Dr. Smith stated that at the time of the offense, Appellant suffered from Bipolar I Disorder with psychotic features. Upon hearing this testimony, the military judge commented that Dr. Smith’s testimony was at odds with Appellant’s guilty plea. After being recalled to the stand, Dr. Smith testified that he had no indication that Appellant did not appreciate the wrongfulness of his actions at the time of the offense. Following Dr. Smith’s testimony, the military judge determined that Appellant’s pleas remained provident.

II.

During a guilty plea inquiry the military judge is charged with determining *322 whether there is an adequate basis in law and fact to support the plea before accepting it.
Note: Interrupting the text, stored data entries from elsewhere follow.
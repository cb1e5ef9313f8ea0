//! Observable paths of the application state.

use std::fmt;
use std::str::FromStr;

use crate::state::StateError;

/// A field of the application state that subscribers can watch.
#[derive(Debug, Clone, Copy, PartialEq, Eq, Hash)]
pub enum StatePath {
    /// `form.processState`
    FormProcessState,
    /// `form.feedback`
    FormFeedback,
    /// `validatedLinks`
    ValidatedLinks,
    /// `data.feeds`
    Feeds,
    /// `data.posts`
    Posts,
    /// `uiState.readPostIds`
    ReadPostIds,
    /// `uiState.activePostId`
    ActivePostId,
}

impl StatePath {
    /// Every observable path.
    pub const ALL: [StatePath; 7] = [
        StatePath::FormProcessState,
        StatePath::FormFeedback,
        StatePath::ValidatedLinks,
        StatePath::Feeds,
        StatePath::Posts,
        StatePath::ReadPostIds,
        StatePath::ActivePostId,
    ];

    /// Dotted path name.
    pub fn as_str(&self) -> &'static str {
        match self {
            StatePath::FormProcessState => "form.processState",
            StatePath::FormFeedback => "form.feedback",
            StatePath::ValidatedLinks => "validatedLinks",
            StatePath::Feeds => "data.feeds",
            StatePath::Posts => "data.posts",
            StatePath::ReadPostIds => "uiState.readPostIds",
            StatePath::ActivePostId => "uiState.activePostId",
        }
    }
}

impl fmt::Display for StatePath {
    fn fmt(&self, f: &mut fmt::Formatter<'_>) -> fmt::Result {
        f.write_str(self.as_str())
    }
}

impl FromStr for StatePath {
    type Err = StateError;

    fn from_str(s: &str) -> Result<Self, Self::Err> {
        StatePath::ALL
            .into_iter()
            .find(|path| path.as_str() == s)
            .ok_or_else(|| StateError::UnknownPath(s.to_string()))
    }
}

#[cfg(test)]
mod tests {
    use super::*;

    #[test]
    fn test_path_names_roundtrip() {
        for path in StatePath::ALL {
            assert_eq!(path.as_str().parse::<StatePath>().unwrap(), path);
        }
    }

    #[test]
    fn test_unknown_path() {
        assert_eq!(
            "form.error".parse::<StatePath>(),
            Err(StateError::UnknownPath("form.error".to_string()))
        );
        // Prefixes are not paths.
        assert!("form".parse::<StatePath>().is_err());
    }
}
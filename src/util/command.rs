use std::process::{Child, Command, ExitStatus};
use std::thread;
use std::time::{Duration, Instant};

use crate::error::JobError;
use crate::types::RunMode;

const POLL_INTERVAL: Duration = Duration::from_millis(100);

/// Runs an external command to completion and reports its exit code.
pub trait ProcessRunner {
    fn status(&self, cmd: &mut Command) -> Result<i32, JobError>;
}

impl<T: ProcessRunner + ?Sized> ProcessRunner for &T {
    fn status(&self, cmd: &mut Command) -> Result<i32, JobError> {
        (**self).status(cmd)
    }
}

#[derive(Debug, Clone, Default)]
pub struct SystemRunner {
    run_mode: RunMode,
    timeout: Option<Duration>,
}

impl SystemRunner {
    pub fn new(run_mode: RunMode) -> Self {
        Self {
            run_mode,
            timeout: None,
        }
    }

    pub fn with_timeout(mut self, timeout: Option<Duration>) -> Self {
        self.timeout = timeout;
        self
    }
}

impl ProcessRunner for SystemRunner {
    fn status(&self, cmd: &mut Command) -> Result<i32, JobError> {
        maybe_print_command(cmd, self.run_mode);
        if self.run_mode.dry_run {
            return Ok(0);
        }
        let program = program_name(cmd);
        let mut child = cmd.spawn().map_err(|source| JobError::Spawn {
            program: program.clone(),
            source,
        })?;
        let status = match self.timeout {
            Some(limit) => wait_with_deadline(&mut child, limit, &program)?,
            None => child.wait().map_err(|source| JobError::Wait {
                program: program.clone(),
                source,
            })?,
        };
        Ok(status.code().unwrap_or(1))
    }
}

fn wait_with_deadline(child: &mut Child, limit: Duration, program: &str) -> Result<ExitStatus, JobError> {
    let deadline = Instant::now() + limit;
    loop {
        match child.try_wait() {
            Ok(Some(status)) => return Ok(status),
            Ok(None) => {
                if Instant::now() >= deadline {
                    let _ = child.kill();
                    let _ = child.wait();
                    return Err(JobError::Timeout {
                        program: program.to_string(),
                        secs: limit.as_secs(),
                    });
                }
                thread::sleep(POLL_INTERVAL);
            }
            Err(source) => {
                return Err(JobError::Wait {
                    program: program.to_string(),
                    source,
                })
            }
        }
    }
}

pub fn program_name(cmd: &Command) -> String {
    cmd.get_program().to_string_lossy().to_string()
}

pub fn command_line(cmd: &Command) -> String {
    let mut parts = vec![program_name(cmd)];
    parts.extend(cmd.get_args().map(|a| a.to_string_lossy().to_string()));
    parts.join(" ")
}

pub fn maybe_print_command(cmd: &Command, run_mode: RunMode) {
    if run_mode.dry_run {
        tracing::info!("dry-run: {}", command_line(cmd));
    } else if run_mode.verbose {
        tracing::info!("exec: {}", command_line(cmd));
    } else {
        tracing::debug!("exec: {}", command_line(cmd));
    }
}

/// `program` itself, or `sudo program` when privileged.
pub fn privileged_command(program: &str, privileged: bool) -> Command {
    if privileged {
        let mut cmd = Command::new("sudo");
        cmd.arg(program);
        cmd
    } else {
        Command::new(program)
    }
}

#[cfg(test)]
mod tests {
    use super::*;

    #[test]
    fn command_line_joins_program_and_args() {
        let mut cmd = privileged_command("rsync", true);
        cmd.arg("-a").arg("/src/").arg("/dst/");
        assert_eq!(command_line(&cmd), "sudo rsync -a /src/ /dst/");
        assert_eq!(program_name(&cmd), "sudo");
    }

    #[test]
    fn dry_run_does_not_spawn() {
        let runner = SystemRunner::new(RunMode {
            dry_run: true,
            verbose: false,
        });
        let mut cmd = Command::new("/nonexistent/program");
        assert_eq!(runner.status(&mut cmd).expect("dry-run"), 0);
    }

    #[test]
    fn exit_codes_are_reported() {
        let runner = SystemRunner::default();
        assert_eq!(runner.status(&mut Command::new("true")).expect("true"), 0);
        assert_eq!(runner.status(&mut Command::new("false")).expect("false"), 1);
    }

    #[test]
    fn missing_program_is_a_spawn_error() {
        let runner = SystemRunner::default();
        let err = runner
            .status(&mut Command::new("/nonexistent/program"))
            .unwrap_err();
        assert!(matches!(err, JobError::Spawn { .. }));
    }

    #[test]
    fn slow_command_is_killed_at_the_deadline() {
        let runner = SystemRunner::default().with_timeout(Some(Duration::from_millis(200)));
        let mut cmd = Command::new("sleep");
        cmd.arg("5");
        let started = Instant::now();
        let err = runner.status(&mut cmd).unwrap_err();
        assert!(matches!(err, JobError::Timeout { .. }));
        assert!(started.elapsed() < Duration::from_secs(4));
    }
}
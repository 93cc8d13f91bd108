use std::fs;
use std::io;
use std::path::{Path, PathBuf};

use crate::error::JobError;

/// Directory a destination needs before the transfer runs: the destination
/// itself when it ends in `/`, its parent otherwise.
pub fn destination_dir(dest: &Path) -> Option<PathBuf> {
    if ends_with_separator(dest) {
        return Some(dest.to_path_buf());
    }
    dest.parent()
        .filter(|p| !p.as_os_str().is_empty())
        .map(Path::to_path_buf)
}

pub fn ends_with_separator(path: &Path) -> bool {
    path.to_string_lossy().ends_with('/')
}

/// Creates `dir` and its parents. Another process creating it first counts as success.
pub fn ensure_dir(dir: &Path) -> Result<(), JobError> {
    match fs::create_dir_all(dir) {
        Ok(()) => Ok(()),
        Err(err) if err.kind() == io::ErrorKind::AlreadyExists && dir.is_dir() => Ok(()),
        Err(source) => Err(JobError::Io {
            op: "create",
            path: dir.to_path_buf(),
            source,
        }),
    }
}
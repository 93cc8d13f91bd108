use std::fs::File;
use std::io::Read;
use std::path::Path;

use crate::config::model::{MountMethod, Settings};
use crate::error::{ConfigError, Result, StashError};

pub const SETTINGS_FILE: &str = "/etc/stashdrive.yaml";

/// Loads settings from `path`, or from [`SETTINGS_FILE`] when it exists.
/// Without either, built-in defaults apply.
pub fn load_settings(path: Option<&Path>) -> Result<Settings> {
    let settings = match path {
        Some(path) => read_settings(path)?,
        None if Path::new(SETTINGS_FILE).exists() => read_settings(Path::new(SETTINGS_FILE))?,
        None => Settings::default(),
    };
    validate(&settings)?;
    Ok(settings)
}

fn read_settings(path: &Path) -> Result<Settings> {
    let mut contents = String::new();
    File::open(path)
        .map_err(StashError::Io)?
        .read_to_string(&mut contents)
        .map_err(StashError::Io)?;
    parse_settings(&contents).map_err(|e| match e {
        ConfigError::Parse { message, .. } => ConfigError::Parse {
            path: path.display().to_string(),
            message,
        }
        .into(),
        other => other.into(),
    })
}

pub fn parse_settings(contents: &str) -> std::result::Result<Settings, ConfigError> {
    if contents.trim().is_empty() {
        return Ok(Settings::default());
    }
    serde_yaml::from_str(contents).map_err(|e| ConfigError::Parse {
        path: "<settings>".to_string(),
        message: e.to_string(),
    })
}

fn validate(settings: &Settings) -> std::result::Result<(), ConfigError> {
    if settings.transfer.program.trim().is_empty() {
        return Err(ConfigError::Invalid("transfer program is empty".to_string()));
    }
    match (&settings.mount.method, &settings.mount.mountpoint) {
        (MountMethod::System, None) => {
            return Err(ConfigError::Invalid(
                "mount method system requires a mountpoint".to_string(),
            ))
        }
        (_, Some(mountpoint)) if !mountpoint.is_absolute() => {
            return Err(ConfigError::Invalid(format!(
                "mountpoint {} must be absolute",
                mountpoint.display()
            )))
        }
        _ => {}
    }
    if settings.command_timeout_secs == Some(0) {
        return Err(ConfigError::Invalid(
            "commandTimeoutSecs must be greater than zero".to_string(),
        ));
    }
    if let Some(jobs) = &settings.jobs {
        for (idx, job) in jobs.iter().enumerate() {
            if job.source.trim().is_empty() || job.destination.trim().is_empty() {
                return Err(ConfigError::Invalid(format!(
                    "job {}: source and destination are required",
                    idx + 1
                )));
            }
        }
    }
    Ok(())
}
United States v. Prater, 32 M.J. 433, 436 (C.M.A.1991). “A military judge’s decision to accept a guilty plea is reviewed for an abuse of discretion.” United States v. Eberle, 44 M.J. 374, 375 (C.A.A.F.1996); see also United States v. Shaw, 64 M.J. 460, 462 (C.A.A.F. 2007); United States v. Tippit, 65 M.J. 69, 81 (C.A.A.F.2007); United States v. Thomas, 65 M.J. 132, 134 (C.A.A.F.2007); United States v. Simmons, 63 M.J. 89, 92 (C.A.A.F.2006); United States v. Phillippe, 63 M.J. 307, 309 (C.A.A.F.2006); United States v. Erickson, 61 M.J. 230, 232 (C.A.A.F.2005). A military judge abuses this discretion if he fails to obtain from the accused an adequate factual basis to support the plea — an area in which we afford significant deference. United States v. Jordan, 57 M.J. 236, 238 (C.A.A.F. 2002) . Additionally, any ruling based on an erroneous view of the law also constitutes an abuse of discretion. United States v. Griggs, 61 M.J. 402, 406 (C.A.A.F.2005); United States v. Wardle, 58 M.J. 156, 157 (C.A.A.F. 2003) ; United States v. Sullivan, 42 M.J. 360, 363 (C.A.A.F.1995).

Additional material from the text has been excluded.